- Shil Phata circle
- Shil Phata Location within Mumbai
- Coordinates: 19°08′50″N 73°02′26″E﻿ / ﻿19.14735°N 73.04053°E
- Country: India
- State: Maharashtra
- District: Thane
- Region: Mumbai MR

Government
- • Type: Municipal corporation under Thane

Languages
- • Official: Marathi
- Time zone: UTC+5:30 (IST)
- PIN: 400612, 421204
- Telephone code: 022 [MTNL Mumbai]
- Vehicle registration: MH-04 [Thane RTO]

= Shil Phata =

Shil Phata or Shilphata is an area about 5 km south of Mumbra, in the Thane city of Maharashtra under Thane Municipal Corporation, India. Shil Phata is located east of Parsik Hills on the old Mumbai-Pune Road (National Highway 4).

It is a site of attraction for building projects and is under rapid development phase.
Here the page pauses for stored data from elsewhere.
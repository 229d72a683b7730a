//! Product records and typed update requests.
//!
//! Updates name their targets through [`ProductField`]; there is no dynamic
//! attribute dispatch, so a field name that is not listed here can never
//! reach a product.

use serde::{Deserialize, Serialize};
use std::fmt;
use std::str::FromStr;
use thiserror::Error;

/// A catalog entry.
#[derive(Debug, Clone, PartialEq, Serialize, Deserialize)]
pub struct Product {
    /// Unique key within the catalog.
    pub product_id: String,
    pub name: String,
    pub category: String,
    pub price: f64,
    pub stock_quantity: u64,
}

impl Product {
    pub fn new(
        product_id: impl Into<String>,
        name: impl Into<String>,
        category: impl Into<String>,
        price: f64,
        stock_quantity: u64,
    ) -> Self {
        Self {
            product_id: product_id.into(),
            name: name.into(),
            category: category.into(),
            price,
            stock_quantity,
        }
    }

    /// Case-insensitive substring match against name or category.
    ///
    /// `needle` must already be lowercase. An empty needle matches every
    /// product.
    pub fn matches_lowercase(&self, needle: &str) -> bool {
        self.name.to_lowercase().contains(needle) || self.category.to_lowercase().contains(needle)
    }

    /// Whether the stock is at or below `threshold`.
    pub fn is_low_stock(&self, threshold: u64) -> bool {
        self.stock_quantity <= threshold
    }
}

impl fmt::Display for Product {
    fn fmt(&self, f: &mut fmt::Formatter<'_>) -> fmt::Result {
        write!(
            f,
            "ID: {}, Name: {}, Category: {}, Price: ${:.2}, Stock: {}",
            self.product_id, self.name, self.category, self.price, self.stock_quantity
        )
    }
}

/// Error produced when a field name does not name an updatable attribute.
#[derive(Debug, Clone, PartialEq, Eq, Error)]
#[error("unknown product field '{0}' (expected one of: name, category, price, stock_quantity)")]
pub struct FieldError(pub String);

/// Attributes an admin may change through an update.
#[derive(Debug, Clone, Copy, PartialEq, Eq, Hash)]
pub enum ProductField {
    Name,
    Category,
    Price,
    StockQuantity,
}

impl ProductField {
    pub const ALL: [ProductField; 4] = [
        ProductField::Name,
        ProductField::Category,
        ProductField::Price,
        ProductField::StockQuantity,
    ];

    pub fn as_str(&self) -> &'static str {
        match self {
            ProductField::Name => "name",
            ProductField::Category => "category",
            ProductField::Price => "price",
            ProductField::StockQuantity => "stock_quantity",
        }
    }
}

impl fmt::Display for ProductField {
    fn fmt(&self, f: &mut fmt::Formatter<'_>) -> fmt::Result {
        f.write_str(self.as_str())
    }
}

impl FromStr for ProductField {
    type Err = FieldError;

    fn from_str(s: &str) -> Result<Self, Self::Err> {
        let s = s.trim();
        ProductField::ALL
            .into_iter()
            .find(|field| field.as_str() == s)
            .ok_or_else(|| FieldError(s.to_string()))
    }
}

/// A partial update to a product. Absent fields are left untouched.
#[derive(Debug, Clone, Default, PartialEq, Serialize, Deserialize)]
pub struct ProductUpdate {
    #[serde(default, skip_serializing_if = "Option::is_none")]
    pub name: Option<String>,
    #[serde(default, skip_serializing_if = "Option::is_none")]
    pub category: Option<String>,
    #[serde(default, skip_serializing_if = "Option::is_none")]
    pub price: Option<f64>,
    #[serde(default, skip_serializing_if = "Option::is_none")]
    pub stock_quantity: Option<u64>,
}

impl ProductUpdate {
    pub fn new() -> Self {
        Self::default()
    }

    pub fn name(mut self, name: impl Into<String>) -> Self {
        self.name = Some(name.into());
        self
    }

    pub fn category(mut self, category: impl Into<String>) -> Self {
        self.category = Some(category.into());
        self
    }

    pub fn price(mut self, price: f64) -> Self {
        self.price = Some(price);
        self
    }

    pub fn stock_quantity(mut self, quantity: u64) -> Self {
        self.stock_quantity = Some(quantity);
        self
    }

    /// True when no field is set.
    pub fn is_empty(&self) -> bool {
        self.name.is_none()
            && self.category.is_none()
            && self.price.is_none()
            && self.stock_quantity.is_none()
    }

    /// Fields carried by this update, in declaration order.
    pub fn fields(&self) -> Vec<ProductField> {
        let mut fields = Vec::new();
        if self.name.is_some() {
            fields.push(ProductField::Name);
        }
        if self.category.is_some() {
            fields.push(ProductField::Category);
        }
        if self.price.is_some() {
            fields.push(ProductField::Price);
        }
        if self.stock_quantity.is_some() {
            fields.push(ProductField::StockQuantity);
        }
        fields
    }

    /// Write every present field onto `product`.
    pub fn apply_to(&self, product: &mut Product) {
        if let Some(ref name) = self.name {
            product.name = name.clone();
        }
        if let Some(ref category) = self.category {
            product.category = category.clone();
        }
        if let Some(price) = self.price {
            product.price = price;
        }
        if let Some(quantity) = self.stock_quantity {
            product.stock_quantity = quantity;
        }
    }
}
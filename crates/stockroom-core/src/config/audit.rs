//! Audit logging configuration.

use serde::{Deserialize, Serialize};

/// Configuration for the stock adjustment audit log.
///
/// The log is always kept in memory; these settings only control extra output.
#[derive(Debug, Clone, Default, PartialEq, Eq, Serialize, Deserialize)]
pub struct AuditConfig {
    /// Mirror every recorded adjustment to stderr as a JSON line.
    #[serde(default)]
    pub console: bool,
}
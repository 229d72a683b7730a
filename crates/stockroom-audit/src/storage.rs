//! Audit storage backends.

use std::io::{self, Write};

use stockroom_core::AuditConfig;

use crate::error::AuditError;
use crate::event::StockAdjustment;
use crate::logger::AuditFilter;

/// Trait for audit storage backends.
pub trait AuditStorage: Send {
    /// Store an audit event.
    fn store(&mut self, event: StockAdjustment) -> Result<(), AuditError>;

    /// Query audit events with filters, in append order.
    fn query(&self, filter: &AuditFilter) -> Result<Vec<StockAdjustment>, AuditError>;

    /// Count events matching a filter (ignores limit).
    fn count(&self, filter: &AuditFilter) -> Result<usize, AuditError>;
}

/// Create a storage backend based on configuration.
pub fn create_storage(config: &AuditConfig) -> Box<dyn AuditStorage> {
    if config.console {
        Box::new(DualStorage::new(ConsoleStorage::stderr()))
    } else {
        Box::new(MemoryStorage::new())
    }
}

/// In-memory storage. The only queryable backend.
#[derive(Debug, Default)]
pub struct MemoryStorage {
    events: Vec<StockAdjustment>,
}

impl MemoryStorage {
    pub fn new() -> Self {
        Self::default()
    }
}

impl AuditStorage for MemoryStorage {
    fn store(&mut self, event: StockAdjustment) -> Result<(), AuditError> {
        self.events.push(event);
        Ok(())
    }

    fn query(&self, filter: &AuditFilter) -> Result<Vec<StockAdjustment>, AuditError> {
        let matching = self.events.iter().filter(|e| filter.matches(e)).cloned();

        Ok(match filter.limit {
            Some(limit) => matching.take(limit).collect(),
            None => matching.collect(),
        })
    }

    fn count(&self, filter: &AuditFilter) -> Result<usize, AuditError> {
        Ok(self.events.iter().filter(|e| filter.matches(e)).count())
    }
}

/// Console storage (one JSON object per line).
pub struct ConsoleStorage<W> {
    writer: W,
}

impl ConsoleStorage<io::Stderr> {
    /// Console storage writing to stderr, keeping stdout free for the menu.
    pub fn stderr() -> Self {
        Self::new(io::stderr())
    }
}

impl<W: Write + Send> ConsoleStorage<W> {
    pub fn new(writer: W) -> Self {
        Self { writer }
    }

    /// Consume the storage and return the underlying writer.
    pub fn into_inner(self) -> W {
        self.writer
    }
}

impl<W: Write + Send> AuditStorage for ConsoleStorage<W> {
    fn store(&mut self, event: StockAdjustment) -> Result<(), AuditError> {
        let json = serde_json::to_string(&event)?;
        writeln!(self.writer, "{}", json)?;
        self.writer.flush()?;
        Ok(())
    }

    fn query(&self, _filter: &AuditFilter) -> Result<Vec<StockAdjustment>, AuditError> {
        // Console storage doesn't support querying
        Ok(vec![])
    }

    fn count(&self, _filter: &AuditFilter) -> Result<usize, AuditError> {
        Ok(0)
    }
}

/// Memory storage mirrored to a console writer.
///
/// Queries are answered from memory. The console write happens first so a
/// failed mirror leaves memory untouched.
pub struct DualStorage<W> {
    memory: MemoryStorage,
    console: ConsoleStorage<W>,
}

impl<W: Write + Send> DualStorage<W> {
    pub fn new(console: ConsoleStorage<W>) -> Self {
        Self {
            memory: MemoryStorage::new(),
            console,
        }
    }
}

impl<W: Write + Send> AuditStorage for DualStorage<W> {
    fn store(&mut self, event: StockAdjustment) -> Result<(), AuditError> {
        self.console.store(event.clone())?;
        self.memory.store(event)
    }

    fn query(&self, filter: &AuditFilter) -> Result<Vec<StockAdjustment>, AuditError> {
        self.memory.query(filter)
    }

    fn count(&self, filter: &AuditFilter) -> Result<usize, AuditError> {
        self.memory.count(filter)
    }
}
//! Error types for inventory operations.

use stockroom_audit::AuditError;
use stockroom_core::Role;
use stockroom_policy::{PolicyError, PolicyErrorKind};
use thiserror::Error;

/// Errors returned by [`InventorySystem`](crate::InventorySystem) operations.
///
/// Every variant is recoverable: the caller reports it and carries on.
#[derive(Debug, Error)]
pub enum InventoryError {
    /// Unknown username or wrong password.
    #[error("Invalid username or password.")]
    InvalidCredentials,

    /// The operation needs an active session.
    #[error("{0}")]
    NotAuthenticated(PolicyError),

    /// The session's role does not grant the operation.
    #[error("{0}")]
    PermissionDenied(PolicyError),

    /// No product with this ID.
    #[error("Product '{product_id}' not found.")]
    NotFound { product_id: String },

    /// A product ID or username is already taken.
    #[error("{entity} '{key}' already exists.")]
    DuplicateKey { entity: &'static str, key: String },

    /// The adjustment would drive stock below zero.
    #[error("Cannot reduce stock below 0. Current stock for '{product_name}' is {current}.")]
    InvalidStockAdjustment {
        product_id: String,
        product_name: String,
        current: u64,
        delta: i64,
    },

    /// The adjustment would exceed the representable stock quantity.
    #[error("Adjustment of {delta} overflows stock for '{product_name}' (current {current}).")]
    StockOverflow {
        product_id: String,
        product_name: String,
        current: u64,
        delta: i64,
    },

    /// The audit log refused the event; the adjustment was not applied.
    #[error(transparent)]
    Audit(#[from] AuditError),
}

impl From<PolicyError> for InventoryError {
    fn from(err: PolicyError) -> Self {
        match err.kind {
            PolicyErrorKind::NotAuthenticated => InventoryError::NotAuthenticated(err),
            PolicyErrorKind::PermissionDenied => InventoryError::PermissionDenied(err),
        }
    }
}

impl InventoryError {
    pub(crate) fn duplicate_product(product_id: &str) -> Self {
        InventoryError::DuplicateKey {
            entity: "Product ID",
            key: product_id.to_string(),
        }
    }

    pub(crate) fn duplicate_user(username: &str, role: Role) -> Self {
        let entity = match role {
            Role::Worker => "Worker username",
            Role::Admin | Role::User => "Username",
        };
        InventoryError::DuplicateKey {
            entity,
            key: username.to_string(),
        }
    }

    pub(crate) fn not_found(product_id: &str) -> Self {
        InventoryError::NotFound {
            product_id: product_id.to_string(),
        }
    }

    /// Whether this is a permission or authentication refusal.
    pub fn is_access_denied(&self) -> bool {
        matches!(
            self,
            InventoryError::NotAuthenticated(_) | InventoryError::PermissionDenied(_)
        )
    }
}
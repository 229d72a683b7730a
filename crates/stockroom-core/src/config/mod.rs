//! Configuration types for stockroom.
//!
//! Configuration is loaded from a single YAML file. Every field has a default,
//! so an empty file (or no file at all) yields the stock setup: a low-stock
//! threshold of 5 and the three bootstrap accounts.
//!
//! ```yaml
//! low_stock_threshold: 5
//! accounts:
//!   - { username: admin, password: password123, role: admin }
//!   - { username: worker1, password: workerpass, role: worker }
//!   - { username: user, password: userpass, role: user }
//! audit:
//!   console: false
//! ```

pub mod audit;

use serde::{Deserialize, Serialize};
use std::collections::HashSet;
use std::fs;
use std::path::Path;

use crate::Role;

pub use audit::AuditConfig;

/// Default low-stock threshold.
pub const DEFAULT_LOW_STOCK_THRESHOLD: u64 = 5;

/// Complete stockroom configuration.
#[derive(Debug, Clone, PartialEq, Eq, Serialize, Deserialize)]
pub struct AppConfig {
    /// Products at or below this quantity are flagged as low stock.
    #[serde(default = "default_low_stock_threshold")]
    pub low_stock_threshold: u64,

    /// Accounts registered at startup.
    #[serde(default = "default_accounts")]
    pub accounts: Vec<AccountConfig>,

    /// Audit log settings.
    #[serde(default)]
    pub audit: AuditConfig,
}

impl Default for AppConfig {
    fn default() -> Self {
        Self {
            low_stock_threshold: default_low_stock_threshold(),
            accounts: default_accounts(),
            audit: AuditConfig::default(),
        }
    }
}

/// An account seeded at startup.
#[derive(Debug, Clone, PartialEq, Eq, Serialize, Deserialize)]
pub struct AccountConfig {
    pub username: String,
    pub password: String,
    pub role: Role,
}

impl AccountConfig {
    pub fn new(username: impl Into<String>, password: impl Into<String>, role: Role) -> Self {
        Self {
            username: username.into(),
            password: password.into(),
            role,
        }
    }
}

fn default_low_stock_threshold() -> u64 {
    DEFAULT_LOW_STOCK_THRESHOLD
}

fn default_accounts() -> Vec<AccountConfig> {
    vec![
        AccountConfig::new("admin", "password123", Role::Admin),
        AccountConfig::new("worker1", "workerpass", Role::Worker),
        AccountConfig::new("user", "userpass", Role::User),
    ]
}

/// Error type for configuration loading.
#[derive(Debug, thiserror::Error)]
pub enum ConfigError {
    #[error("IO error: {0}")]
    Io(#[from] std::io::Error),

    #[error("YAML parse error: {0}")]
    Yaml(#[from] serde_yaml::Error),

    #[error("Configuration error: {0}")]
    Config(String),
}

impl AppConfig {
    /// Load configuration from a YAML file.
    pub fn from_file(path: impl AsRef<Path>) -> Result<Self, ConfigError> {
        let content = fs::read_to_string(path.as_ref())?;
        Self::from_yaml(&content)
    }

    /// Parse configuration from YAML content.
    ///
    /// Blank content yields the defaults.
    pub fn from_yaml(content: &str) -> Result<Self, ConfigError> {
        if content.trim().is_empty() {
            return Ok(Self::default());
        }
        let config: Self = serde_yaml::from_str(content)?;
        config.validate()?;
        Ok(config)
    }

    /// Check account definitions for consistency.
    ///
    /// Workers and non-workers live in separate registries, so a username only
    /// has to be unique among accounts that land in the same one.
    pub fn validate(&self) -> Result<(), ConfigError> {
        let mut workers = HashSet::new();
        let mut others = HashSet::new();

        for account in &self.accounts {
            if account.username.trim().is_empty() {
                return Err(ConfigError::Config(
                    "account username must not be empty".to_string(),
                ));
            }

            let registry = if account.role == Role::Worker {
                &mut workers
            } else {
                &mut others
            };
            if !registry.insert(account.username.as_str()) {
                return Err(ConfigError::Config(format!(
                    "duplicate account username '{}'",
                    account.username
                )));
            }
        }

        Ok(())
    }
}

#[cfg(test)]
mod tests {
    use super::*;
    use std::io::Write;

    #[test]
    fn test_defaults_seed_bootstrap_accounts() {
        let config = AppConfig::default();
        assert_eq!(config.low_stock_threshold, 5);
        assert_eq!(config.accounts.len(), 3);
        assert_eq!(
            config.accounts[0],
            AccountConfig::new("admin", "password123", Role::Admin)
        );
        assert_eq!(config.accounts.iter().filter(|a| a.role == Role::Worker).count(), 1);
        assert!(!config.audit.console);
    }

    #[test]
    fn test_empty_yaml_is_default() {
        let config = AppConfig::from_yaml("   \n").unwrap();
        assert_eq!(config.low_stock_threshold, DEFAULT_LOW_STOCK_THRESHOLD);
        assert_eq!(config.accounts.len(), 3);
    }

    #[test]
    fn test_parse_full_config() {
        let yaml = r#"
low_stock_threshold: 2
accounts:
  - username: boss
    password: s3cret
    role: admin
  - username: picker
    password: pick
    role: worker
audit:
  console: true
"#;

        let config = AppConfig::from_yaml(yaml).unwrap();
        assert_eq!(config.low_stock_threshold, 2);
        assert_eq!(config.accounts.len(), 2);
        assert_eq!(config.accounts[1].role, Role::Worker);
        assert!(config.audit.console);
    }

    #[test]
    fn test_partial_config_keeps_default_accounts() {
        let config = AppConfig::from_yaml("low_stock_threshold: 10\n").unwrap();
        assert_eq!(config.low_stock_threshold, 10);
        assert_eq!(config.accounts.len(), 3);
    }

    #[test]
    fn test_duplicate_username_in_same_registry_rejected() {
        let yaml = r#"
accounts:
  - { username: sam, password: a, role: worker }
  - { username: sam, password: b, role: worker }
"#;
        let err = AppConfig::from_yaml(yaml).unwrap_err();
        assert!(matches!(err, ConfigError::Config(ref msg) if msg.contains("sam")));
    }

    #[test]
    fn test_same_username_across_registries_allowed() {
        let yaml = r#"
accounts:
  - { username: sam, password: a, role: worker }
  - { username: sam, password: b, role: user }
"#;
        assert!(AppConfig::from_yaml(yaml).is_ok());
    }

    #[test]
    fn test_empty_username_rejected() {
        let yaml = "accounts:\n  - { username: '', password: x, role: user }\n";
        assert!(matches!(
            AppConfig::from_yaml(yaml),
            Err(ConfigError::Config(_))
        ));
    }

    #[test]
    fn test_unknown_role_is_yaml_error() {
        let yaml = "accounts:\n  - { username: a, password: x, role: manager }\n";
        assert!(matches!(AppConfig::from_yaml(yaml), Err(ConfigError::Yaml(_))));

        // Role names are lowercase only.
        let yaml = "accounts:\n  - { username: a, password: x, role: Admin }\n";
        assert!(matches!(AppConfig::from_yaml(yaml), Err(ConfigError::Yaml(_))));
    }

    #[test]
    fn test_from_file() {
        let mut file = tempfile::NamedTempFile::new().unwrap();
        writeln!(file, "low_stock_threshold: 7").unwrap();

        let config = AppConfig::from_file(file.path()).unwrap();
        assert_eq!(config.low_stock_threshold, 7);
    }

    #[test]
    fn test_from_missing_file_is_io_error() {
        let dir = tempfile::tempdir().unwrap();
        let err = AppConfig::from_file(dir.path().join("missing.yaml")).unwrap_err();
        assert!(matches!(err, ConfigError::Io(_)));
    }
}
use std::io;
use std::path::PathBuf;

use clap::Parser;
use tracing_subscriber::EnvFilter;

use stockroom_cli::MenuController;
use stockroom_cli::settings::{build_system, load_config};

#[derive(Parser, Debug)]
#[command(name = "stockroom", version, about = "Interactive inventory management")]
struct Cli {
    /// YAML configuration file (accounts, low-stock threshold, audit mirror)
    #[arg(long, env = "STOCKROOM_CONFIG")]
    config: Option<PathBuf>,

    /// Override the configured low-stock threshold
    #[arg(long)]
    low_stock_threshold: Option<u64>,

    /// Log filter used when RUST_LOG is not set, e.g. "info" or "stockroom_inventory=debug"
    #[arg(long, default_value = "warn")]
    log_level: String,
}

fn main() -> anyhow::Result<()> {
    let cli = Cli::parse();

    // Logs go to stderr so they never interleave with the menu transcript.
    let filter = EnvFilter::try_from_default_env().unwrap_or_else(|_| EnvFilter::new(&cli.log_level));
    tracing_subscriber::fmt()
        .with_env_filter(filter)
        .with_writer(io::stderr)
        .init();

    let config = load_config(cli.config.as_deref(), cli.low_stock_threshold)?;
    let system = build_system(&config)?;

    let stdin = io::stdin();
    let mut controller = MenuController::new(system, stdin.lock(), io::stdout());
    controller.run()?;
    Ok(())
}
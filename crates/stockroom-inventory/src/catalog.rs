//! The product catalog.
//!
//! Products are keyed by ID and iterate in insertion order. Deleting a
//! product keeps the relative order of the rest.

use indexmap::IndexMap;
use indexmap::map::Entry;
use stockroom_core::Product;

use crate::error::InventoryError;

/// Mapping from product ID to product record.
#[derive(Debug, Default, Clone)]
pub struct Catalog {
    products: IndexMap<String, Product>,
}

impl Catalog {
    pub fn new() -> Self {
        Self::default()
    }

    /// Insert a product under its ID.
    pub fn insert(&mut self, product: Product) -> Result<(), InventoryError> {
        match self.products.entry(product.product_id.clone()) {
            Entry::Occupied(entry) => Err(InventoryError::duplicate_product(entry.key())),
            Entry::Vacant(entry) => {
                entry.insert(product);
                Ok(())
            }
        }
    }

    pub fn get(&self, product_id: &str) -> Option<&Product> {
        self.products.get(product_id)
    }

    pub fn get_mut(&mut self, product_id: &str) -> Option<&mut Product> {
        self.products.get_mut(product_id)
    }

    /// Remove a product, returning it.
    pub fn remove(&mut self, product_id: &str) -> Result<Product, InventoryError> {
        self.products
            .shift_remove(product_id)
            .ok_or_else(|| InventoryError::not_found(product_id))
    }

    pub fn contains(&self, product_id: &str) -> bool {
        self.products.contains_key(product_id)
    }

    /// All products in insertion order.
    pub fn iter(&self) -> impl Iterator<Item = &Product> {
        self.products.values()
    }

    /// Products whose name or category contains `keyword`, ignoring case.
    ///
    /// The results borrow the catalog only, not `keyword`.
    pub fn search<'a>(&'a self, keyword: &str) -> impl Iterator<Item = &'a Product> + use<'a> {
        let needle = keyword.to_lowercase();
        self.products
            .values()
            .filter(move |p| p.matches_lowercase(&needle))
    }

    pub fn len(&self) -> usize {
        self.products.len()
    }

    pub fn is_empty(&self) -> bool {
        self.products.is_empty()
    }
}
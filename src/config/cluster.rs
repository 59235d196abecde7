//! Cluster configuration. Every field is required; there are no defaults.

use crate::error::{require_non_empty, ErrorCode, Result, ThreeiumError};
use crate::types::CommitmentConfig;
use serde::{Deserialize, Serialize};
use std::path::Path;
use tracing::debug;

#[derive(Debug, Clone, Copy, PartialEq, Eq, Serialize, Deserialize)]
#[serde(rename_all = "kebab-case")]
pub enum ClusterName {
    MainnetBeta,
    Devnet,
    Testnet,
    Custom,
}

impl ClusterName {
    pub fn as_str(&self) -> &'static str {
        match self {
            ClusterName::MainnetBeta => "mainnet-beta",
            ClusterName::Devnet => "devnet",
            ClusterName::Testnet => "testnet",
            ClusterName::Custom => "custom",
        }
    }
}

/// Read-freshness level requested from the cluster.
#[derive(Debug, Clone, Copy, PartialEq, Eq, Serialize, Deserialize)]
#[serde(rename_all = "lowercase")]
pub enum Commitment {
    Processed,
    Confirmed,
    Finalized,
}

impl Commitment {
    pub fn to_commitment_config(self) -> CommitmentConfig {
        match self {
            Commitment::Processed => CommitmentConfig::processed(),
            Commitment::Confirmed => CommitmentConfig::confirmed(),
            Commitment::Finalized => CommitmentConfig::finalized(),
        }
    }
}

#[derive(Debug, Clone, PartialEq, Eq, Serialize, Deserialize)]
#[serde(rename_all = "camelCase", deny_unknown_fields)]
pub struct ClusterConfig {
    pub cluster: ClusterName,
    pub rpc_url: String,
    pub commitment: Commitment,
}

impl ClusterConfig {
    /// Parse and validate a JSON configuration document.
    pub fn from_json_str(raw: &str) -> Result<Self> {
        let config: ClusterConfig = serde_json::from_str(raw).map_err(|e| {
            ThreeiumError::invalid_input(ErrorCode::ConfigParseFailed, "invalid cluster config")
                .with_detail("reason", e.to_string())
        })?;
        validate_cluster_config(&config)?;
        Ok(config)
    }

    /// Load a JSON configuration file.
    pub fn from_file(path: impl AsRef<Path>) -> Result<Self> {
        let path = path.as_ref();
        let raw = std::fs::read_to_string(path).map_err(|e| {
            ThreeiumError::collaborator(
                ErrorCode::ConfigParseFailed,
                "failed to read cluster config",
                e,
            )
            .with_detail("path", path.display().to_string())
        })?;
        debug!("Loaded cluster config from {}", path.display());
        Self::from_json_str(&raw)
    }
}

/// Fail-fast validation of a [`ClusterConfig`].
pub fn validate_cluster_config(config: &ClusterConfig) -> Result<()> {
    require_non_empty(&config.rpc_url, ErrorCode::RpcUrlRequired, "rpcUrl is required")
}

#[cfg(test)]
mod tests {
    use super::*;

    #[test]
    fn test_parse_config() {
        let config = ClusterConfig::from_json_str(
            r#"{
                "cluster": "mainnet-beta",
                "rpcUrl": "https://api.mainnet-beta.solana.com",
                "commitment": "confirmed"
            }"#,
        )
        .unwrap();
        assert_eq!(config.cluster, ClusterName::MainnetBeta);
        assert_eq!(config.commitment.to_commitment_config(), CommitmentConfig::confirmed());
    }

    #[test]
    fn test_missing_field_is_rejected() {
        let raw = r#"{"cluster":"devnet","rpcUrl":"http://localhost:8899"}"#;
        let err = ClusterConfig::from_json_str(raw).unwrap_err();
        assert_eq!(err.code(), ErrorCode::ConfigParseFailed);
    }

    #[test]
    fn test_empty_rpc_url_is_rejected() {
        let raw = r#"{"cluster":"custom","rpcUrl":"","commitment":"processed"}"#;
        let err = ClusterConfig::from_json_str(raw).unwrap_err();
        assert_eq!(err.code(), ErrorCode::RpcUrlRequired);
    }

    #[test]
    fn test_unknown_commitment_is_rejected() {
        let raw = r#"{"cluster":"devnet","rpcUrl":"http://x","commitment":"recent"}"#;
        let err = ClusterConfig::from_json_str(raw).unwrap_err();
        assert_eq!(err.code(), ErrorCode::ConfigParseFailed);
    }
}
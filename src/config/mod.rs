//! Configuration - cluster settings and the program registry.

pub mod cluster;
pub mod programs;

pub use cluster::{validate_cluster_config, ClusterConfig, ClusterName, Commitment};
pub use programs::{ProgramAddress, ProgramRegistry};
The proposed Monorail project between Mahape and Kalyan, which will pass through Shilphata, is expected to ease commuting and may also impact the property prices in the area.

==Illegal housing==
It was the site of the 2013 Thane building collapse that occurred on 4 April 2013. Over 70 people were killed and dozens injured in the collapse of an illegal building. Shil Phata was one of the locales within the Thane District where illegal buildings were demolished in 2010. In total more than 300 buildings were razed.